BRIEF:
Until you reach the line containing "pub mod guard;", reproduce each line of the listing exactly, please, and include that line as well.

DATA TO EXAMINE:

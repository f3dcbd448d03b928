//! Link-layer network attachment for embedded systems
//!
//! This module defines the contract a Wi-Fi (or similar) driver implements so
//! that the [`NetworkGuard`] can keep the device attached without ever
//! blocking the polling loop. The guard owns retry, backoff, periodic driver
//! reset and scan diagnostics; the driver only reports status and performs
//! single, non-blocking operations.
//!

#![allow(missing_docs)]
#![deny(unsafe_code)]

use heapless::{String, Vec};

/// Common error types for network operations
pub mod error;

/// Retry spacing shared by the network and session guards
pub mod backoff;

/// Non-blocking attachment state machine
pub mod guard;

pub use backoff::Backoff;
pub use guard::NetworkGuard;

/// Maximum number of access points returned by one scan.
pub const MAX_SCAN: usize = 16;

/// Maximum SSID length in bytes.
pub const SSID_LEN: usize = 32;

/// Link status as reported by the driver.
#[derive(Debug, PartialEq, Eq, Clone, Copy)]
pub enum LinkStatus {
    /// Attached with an address.
    Connected,
    /// Driver idle, no attempt in progress.
    Idle,
    /// The configured network is not in range.
    NoNetwork,
    /// Authentication was rejected.
    ConnectFailed,
    /// An established link dropped.
    ConnectionLost,
    /// Not attached.
    Disconnected,
}

/// One entry of a scan result.
#[derive(Debug, PartialEq, Eq, Clone)]
pub struct AccessPoint {
    pub ssid: String<SSID_LEN>,
    pub rssi: i8,
    pub channel: u8,
}

/// Snapshot of an established link, for diagnostics.
#[derive(Debug, PartialEq, Eq, Clone, Copy)]
pub struct LinkInfo {
    pub ip: [u8; 4],
    pub rssi: i8,
    pub channel: u8,
    pub bssid: [u8; 6],
}

/// Driver-side operations needed by [`NetworkGuard`].
///
/// No method may block beyond a driver call; [`begin`](Self::begin) starts an
/// attempt and returns immediately.
pub trait NetworkInterface {
    /// Associated error type
    type Error: core::fmt::Debug;

    /// Current link status.
    fn status(&mut self) -> LinkStatus;

    /// Lists visible access points.
    fn scan(&mut self) -> Result<Vec<AccessPoint, MAX_SCAN>, Self::Error>;

    /// Full low-level reset: drop stored credentials, re-enter station mode
    /// and set the network hostname.
    fn reset(&mut self, hostname: &str) -> Result<(), Self::Error>;

    /// Starts a non-blocking attach attempt.
    fn begin(&mut self, ssid: &str, password: &str) -> Result<(), Self::Error>;

    /// Details of the current link, if the driver can report them.
    fn link_info(&mut self) -> Option<LinkInfo> {
        None
    }

    /// Advertises `hostname` on the local network (mDNS or equivalent).
    fn announce_hostname(&mut self, hostname: &str) -> Result<(), Self::Error> {
        let _ = hostname;
        Ok(())
    }
}

#[cfg(feature = "defmt")]
impl defmt::Format for LinkStatus {
    fn format(&self, f: defmt::Formatter) {
        match self {
            LinkStatus::Connected => defmt::write!(f, "Connected"),
            LinkStatus::Idle => defmt::write!(f, "Idle"),
            LinkStatus::NoNetwork => defmt::write!(f, "NoNetwork"),
            LinkStatus::ConnectFailed => defmt::write!(f, "ConnectFailed"),
            LinkStatus::ConnectionLost => defmt::write!(f, "ConnectionLost"),
            LinkStatus::Disconnected => defmt::write!(f, "Disconnected"),
        }
    }
}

FINISHED EXERCISE:
repository f3dcbd448d03b928
//! Link-layer network attachment for embedded systems
//!
//! This module defines the contract a Wi-Fi (or similar) driver implements so
//! that the [`NetworkGuard`] can keep the device attached without ever
//! blocking the polling loop. The guard owns retry, backoff, periodic driver
//! reset and scan diagnostics; the driver only reports status and performs
//! single, non-blocking operations.
//!

#![allow(missing_docs)]
#![deny(unsafe_code)]

use heapless::{String, Vec};

/// Common error types for network operations
pub mod error;

/// Retry spacing shared by the network and session guards
pub mod backoff;

/// Non-blocking attachment state machine
pub mod guard;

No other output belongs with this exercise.